Restate all of the data below word for word.

(Stored data)
+ + + + + + +

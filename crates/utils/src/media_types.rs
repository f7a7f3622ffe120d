use regex::Regex;
use std::path::Path;

#[allow(clippy::expect_used)]
pub static PHOTO_EXTENSIONS: std::sync::LazyLock<Regex> = std::sync::LazyLock::new(|| {
    Regex::new(r"(?i)\.(jpg|jpeg|png|gif|bmp|webp|tiff?|heic|heif|avif|raw|cr2|cr3|nef|arw|dng|orf|rw2|pef|sr2|raf)$")
        .expect("Failed to compile PHOTO_EXTENSIONS regex")
});

/// Extensions `image` can read dimensions from without a RAW decoder.
const DECODABLE: &[&str] = &["jpg", "jpeg", "png", "gif", "bmp", "webp", "tif", "tiff", "avif"];

#[must_use]
pub fn is_photo_path(path: &Path) -> bool {
    path.file_name()
        .and_then(|n| n.to_str())
        .is_some_and(|n| PHOTO_EXTENSIONS.is_match(n))
}

#[must_use]
pub fn is_decodable(path: &Path) -> bool {
    path.extension()
        .and_then(|e| e.to_str())
        .is_some_and(|e| DECODABLE.contains(&e.to_lowercase().as_str()))
}
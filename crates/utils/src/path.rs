use std::path::{Path, PathBuf};

use color_eyre::Result;

pub const APP_NAME: &str = "photosweep";

/// Path of `filename` inside the per-user PhotoSweep config directory.
///
/// # Errors
///
/// Returns an error if the platform has no config directory.
pub fn app_config_path(filename: &str) -> Result<PathBuf> {
    let config_dir =
        dirs::config_dir().ok_or_else(|| color_eyre::eyre::eyre!("Could not find config directory"))?;
    Ok(config_dir.join(APP_NAME).join(filename))
}

/// Creates the parent directory of `path` if it is missing.
///
/// # Errors
///
/// Returns an error if the path has no parent or the directory cannot be created.
pub async fn ensure_parent_dir(path: &Path) -> Result<()> {
    let parent = path
        .parent()
        .ok_or_else(|| color_eyre::eyre::eyre!("Invalid path: {}", path.display()))?;
    tokio::fs::create_dir_all(parent).await?;
    Ok(())
}

#[cfg(test)]
mod tests {
    #![allow(clippy::unwrap_used)]
    use super::*;

    #[tokio::test]
    async fn test_ensure_parent_dir_creates_nested() {
        let dir = tempfile::tempdir().unwrap();
        let target = dir.path().join("a/b/c/prefs.toml");
        ensure_parent_dir(&target).await.unwrap();
        assert!(target.parent().unwrap().is_dir());
        assert!(!target.exists());
    }

    #[tokio::test]
    async fn test_ensure_parent_dir_rejects_root() {
        assert!(ensure_parent_dir(Path::new("/")).await.is_err());
    }
}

+ + + + + + +

--- Solution to this problem ---
filename crates/utils/src/media_types.rs
repository f7a7f3622ffe120d
use regex::Regex;
use std::path::Path;

#[allow(clippy::expect_used)]
pub static PHOTO_EXTENSIONS: std::sync::LazyLock<Regex> = std::sync::LazyLock::new(|| {
    Regex::new(r"(?i)\.(jpg|jpeg|png|gif|bmp|webp|tiff?|heic|heif|avif|raw|cr2|cr3|nef|arw|dng|orf|rw2|pef|sr2|raf)$")
        .expect("Failed to compile PHOTO_EXTENSIONS regex")
});

/// Extensions `image` can read dimensions from without a RAW decoder.
const DECODABLE: &[&str] = &["jpg", "jpeg", "png", "gif", "bmp", "webp", "tif", "tiff", "avif"];

#[must_use]
pub fn is_photo_path(path: &Path) -> bool {
    path.file_name()
        .and_then(|n| n.to_str())
        .is_some_and(|n| PHOTO_EXTENSIONS.is_match(n))
}

#[must_use]
pub fn is_decodable(path: &Path) -> bool {
    path.extension()
        .and_then(|e| e.to_str())
        .is_some_and(|e| DECODABLE.contains(&e.to_lowercase().as_str()))
}
filename crates/utils/src/path.rs
use std::path::{Path, PathBuf};

use color_eyre::Result;

pub const APP_NAME: &str = "photosweep";

/// Path of `filename` inside the per-user PhotoSweep config directory.
///
/// # Errors
///
/// Returns an error if the platform has no config directory.
pub fn app_config_path(filename: &str) -> Result<PathBuf> {
    let config_dir =
        dirs::config_dir().ok_or_else(|| color_eyre::eyre::eyre!("Could not find config directory"))?;
    Ok(config_dir.join(APP_NAME).join(filename))
}

/// Creates the parent directory of `path` if it is missing.
///
/// # Errors
///
/// Returns an error if the path has no parent or the directory cannot be created.
pub async fn ensure_parent_dir(path: &Path) -> Result<()> {
    let parent = path
        .parent()
        .ok_or_else(|| color_eyre::eyre::eyre!("Invalid path: {}", path.display()))?;
    tokio::fs::create_dir_all(parent).await?;
    Ok(())
}

#[cfg(test)]
mod tests {
    #![allow(clippy::unwrap_used)]
    use super::*;

    #[tokio::test]
    async fn test_ensure_parent_dir_creates_nested() {
        let dir = tempfile::tempdir().unwrap();
        let target = dir.path().join("a/b/c/prefs.toml");
        ensure_parent_dir(&target).await.unwrap();
        assert!(target.parent().unwrap().is_dir());
        assert!(!target.exists());
    }

    #[tokio::test]
    async fn test_ensure_parent_dir_rejects_root() {
        assert!(ensure_parent_dir(Path::new("/")).await.is_err());
    }
}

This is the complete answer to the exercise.